Task to carry out =>
Count every line in the entries that follow where the word "counted" appears, then state only the total.

Supplied data =>
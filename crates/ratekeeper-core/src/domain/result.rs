use chrono::{DateTime, Utc};
use serde::{Deserialize, Serialize};
use std::time::Duration;

use crate::ports::WindowHit;

/// Outcome of a single rate limit check.
#[derive(Debug, Clone, PartialEq, Eq, Serialize, Deserialize)]
#[serde(rename_all = "camelCase")]
pub struct RateLimitResult {
    pub success: bool,
    pub limit: u32,
    pub remaining: u32,
    /// Attempts counted in the current window, this one included.
    pub count: u64,
    pub reset_time: DateTime<Utc>,
    /// Seconds until a retry is advisable. Only set when denied.
    #[serde(default, skip_serializing_if = "Option::is_none")]
    pub retry_after: Option<u64>,
}

impl RateLimitResult {
    /// Apply the deny-iff-`count > limit` rule to a counted attempt.
    pub fn from_hit(hit: WindowHit, limit: u32, now: DateTime<Utc>) -> Self {
        let count = u64::try_from(hit.count).unwrap_or(0);
        let success = count <= u64::from(limit);
        let remaining = u64::from(limit).saturating_sub(count) as u32;

        Self {
            success,
            limit,
            remaining,
            count,
            reset_time: reset_time(now, hit.ttl),
            retry_after: (!success).then(|| retry_after_secs(hit.ttl)),
        }
    }

    /// Denial used when the store is unreachable and the policy fails closed.
    pub fn unavailable(limit: u32, window: Duration, now: DateTime<Utc>) -> Self {
        Self {
            success: false,
            limit,
            remaining: 0,
            count: 0,
            reset_time: reset_time(now, window),
            retry_after: Some(retry_after_secs(window)),
        }
    }

    /// Reset time as unix seconds, for `X-RateLimit-Reset`.
    pub fn reset_unix_secs(&self) -> i64 {
        self.reset_time.timestamp()
    }
}

fn reset_time(now: DateTime<Utc>, ttl: Duration) -> DateTime<Utc> {
    chrono::Duration::from_std(ttl)
        .ok()
        .and_then(|ttl| now.checked_add_signed(ttl))
        .unwrap_or(now)
}

/// Whole seconds until reset, rounded up, never below one.
fn retry_after_secs(ttl: Duration) -> u64 {
    let millis = u64::try_from(ttl.as_millis()).unwrap_or(u64::MAX);
    millis.div_ceil(1000).max(1)
}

Task solution =>
2